Valhalla EG meeting notes Sep 12 2018

Wed Sep 12 22:22:09 UTC 2018

Attendees: Remi, Brian, Tobi, Dan H, Dan S, Frederic, Karen

AI: Karen - future topic: lazy static field initialization

Corrections welcome.

Value Type Nullability offsite next week. Agenda:
Brian
  anti-agenda: let’s focus on the near term 
   e.g. not cover primitives or value-based-class migration
  goal: what can we provide in LW10?
     worst case for VT:
        support arrays, support erased generics with equivalent of boxing
        this would be useful
        what is stopping us
Remi: do we need value types for pattern matching?
Brian: value types would make pattern matching much easier
    simulate method returns with multiple values
    currently boxing on heap
    if we could provide value types, even if not fully optimized, that would be ok
    other Amber features - would like to try as value types
Karen: if erased generics performance was the same as for Objects, would that be good enough long term?
Brian: Not good enough long term

Brian: We need:
  1. nullable values
  2. user story
     user abstraction for primitives was boxing, what do tell the users about the model?
     to channel Kevin - two part type system was bad enough, do we have to have a three part type system?
     consider box: value class -> nullable value class
       believe this gives us maneuvering room for VBC migration later
Karen: What it make sense to consider a primitive proposal that converts primitives to null-free value types
   (rather than the current nullable Object subtype?)
Brian: Worth considering. Need to deal resolve issues with auto boxing today: Object o = 3 auto-boxes to j.l.Integer.

Remi: Glad to have the language level discussion, we have been avoiding those and we need this.
Brian: there are couplings between the language and vm
    e.g.
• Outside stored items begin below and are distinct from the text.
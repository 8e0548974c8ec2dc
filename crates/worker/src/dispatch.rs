//! Job dispatch loop.
//!
//! Pulls step jobs, runs them through the engine with bounded concurrency,
//! and applies the retry policy: transient failures are NAK'd with
//! exponential backoff until the attempt ceiling, then converted into a
//! terminal execution failure. Terminal errors never retry.

use anyhow::Result;
use async_nats::jetstream;
use chrono::Utc;
use std::sync::Arc;
use std::time::Duration;
use tokio::sync::Semaphore;

use cadence_engine::queue::StepJob;
use cadence_engine::{EngineConfig, ExecutionRuntime};

use crate::nats::JobSubscriber;

/// Pause between empty fetches.
const IDLE_POLL_INTERVAL: Duration = Duration::from_millis(250);

/// Worker-side job dispatcher.
pub struct Dispatcher {
    runtime: Arc<ExecutionRuntime>,
    subscriber: JobSubscriber,
    config: EngineConfig,
    semaphore: Arc<Semaphore>,
}

impl Dispatcher {
    pub fn new(
        runtime: Arc<ExecutionRuntime>,
        subscriber: JobSubscriber,
        config: EngineConfig,
        max_concurrent_jobs: usize,
    ) -> Self {
        Self {
            runtime,
            subscriber,
            config,
            semaphore: Arc::new(Semaphore::new(max_concurrent_jobs)),
        }
    }

    /// Run the dispatch loop until the task is cancelled.
    pub async fn run(&self) -> Result<()> {
        loop {
            // Wait for a free slot before fetching, so we never hold
            // unprocessed messages while saturated.
            let permit = self.semaphore.clone().acquire_owned().await?;

            match self.subscriber.receive().await {
                Ok(Some((job, msg))) => {
                    tracing::debug!(
                        execution_id = %job.execution_id,
                        tenant_id = %job.tenant_id,
                        "Received step job"
                    );

                    let runtime = self.runtime.clone();
                    let config = self.config.clone();

                    tokio::spawn(async move {
                        // Keep permit until done
                        let _permit = permit;
                        handle_job(runtime, config, job, msg).await;
                    });
                }
                Ok(None) => {
                    drop(permit);
                    tokio::time::sleep(IDLE_POLL_INTERVAL).await;
                }
                Err(e) => {
                    drop(permit);
                    tracing::warn!(error = %e, "Job fetch failed; backing off");
                    tokio::time::sleep(Duration::from_secs(1)).await;
                }
            }
        }
    }
}

/// Process one job delivery end to end.
async fn handle_job(
    runtime: Arc<ExecutionRuntime>,
    config: EngineConfig,
    job: StepJob,
    msg: jetstream::Message,
) {
    // Not due yet: push it back with the remaining delay. The engine
    // tolerates early delivery, so an imprecise redelivery is harmless.
    if let Some(not_before) = job.not_before {
        let now = Utc::now();
        if not_before > now {
            let delay = (not_before - now).to_std().unwrap_or(Duration::ZERO);
            tracing::debug!(
                execution_id = %job.execution_id,
                delay_secs = delay.as_secs(),
                "Job not yet due; deferring"
            );
            if let Err(e) = JobSubscriber::nak(&msg, delay).await {
                tracing::warn!(error = %e, "Failed to defer job");
            }
            return;
        }
    }

    let attempt = JobSubscriber::attempt(&msg);

    match runtime
        .process_and_continue(job.tenant_id, job.execution_id)
        .await
    {
        Ok(outcome) => {
            tracing::debug!(
                execution_id = %job.execution_id,
                outcome = ?outcome,
                "Step processed"
            );
            if let Err(e) = JobSubscriber::ack(&msg).await {
                tracing::warn!(error = %e, "Failed to ack job");
            }
        }
        Err(e) if e.is_transient() => {
            if attempt >= config.max_attempts {
                tracing::warn!(
                    execution_id = %job.execution_id,
                    attempt,
                    error = %e,
                    "Retries exhausted; failing execution"
                );
                let message = format!("retries exhausted after {} attempts: {}", attempt, e);
                if let Err(fail_err) = runtime
                    .fail_execution(job.tenant_id, job.execution_id, &message)
                    .await
                {
                    tracing::error!(
                        execution_id = %job.execution_id,
                        error = %fail_err,
                        "Failed to record execution failure"
                    );
                }
                if let Err(ack_err) = JobSubscriber::ack(&msg).await {
                    tracing::warn!(error = %ack_err, "Failed to ack job");
                }
            } else {
                let delay = config.retry_delay(attempt);
                tracing::warn!(
                    execution_id = %job.execution_id,
                    attempt,
                    delay_ms = delay.as_millis() as u64,
                    error = %e,
                    "Transient failure; retrying with backoff"
                );
                if let Err(nak_err) = JobSubscriber::nak(&msg, delay).await {
                    tracing::warn!(error = %nak_err, "Failed to nak job");
                }
            }
        }
        Err(e) => {
            // Nothing escapes the job boundary: a non-transient engine
            // error is converted into a terminal failure where possible
            // (the execution may simply no longer exist).
            tracing::error!(
                execution_id = %job.execution_id,
                error = %e,
                "Non-retryable error while processing job"
            );
            let _ = runtime
                .fail_execution(job.tenant_id, job.execution_id, &e.to_string())
                .await;
            if let Err(ack_err) = JobSubscriber::ack(&msg).await {
                tracing::warn!(error = %ack_err, "Failed to ack job");
            }
        }
    }
}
MethodHandle.asType conversions - match the language behavior
   knows about boxing int->Integer
   Does Point also need a box?
Frederic: what does the box provide today?
Brian: For primitives: the box supports
   1. store as a Object subtype
   2. nullability (works with erased generics)
   3. use a* bytecodes, e.g. if_acmp_eq/ne
   4. sync/wait - note: this is “accidental identity”, may be ok to give up
   boxes currently provide stable identities

Frederic: In LW1 a value type provides everything here except identity
Brian: including null enforcement
Frederic: Clarify: in LW1 value types are nullable. Period.
    Containers can declare that they can contain null or not.
    value arrays are all non-nullable
    value types in LW1 are 1. subtypes of object, 2. support nullability and 3. support a* bytecodes
Brian: brought up a VBC example
Frederic: We want the language to support the distinction between nullable and null-free types.

Remi: Only need this for type arguments, not for all types, only for erased generics
Brian: also need this for arrays
Frederic: yes for arrays, it would be nice to have for all reference types, sufficient to support
   for value types now
Brian: Sufficient yes. Is this the minimal solution, i.e. least invasive? There is a huge follow-on cost.
  consider the box model
Remi: nullable value type is box of null free, provides vm semantics
Brian: can teach “asType” the transform
Remi: user level syntax - TBD. Brian: agreed.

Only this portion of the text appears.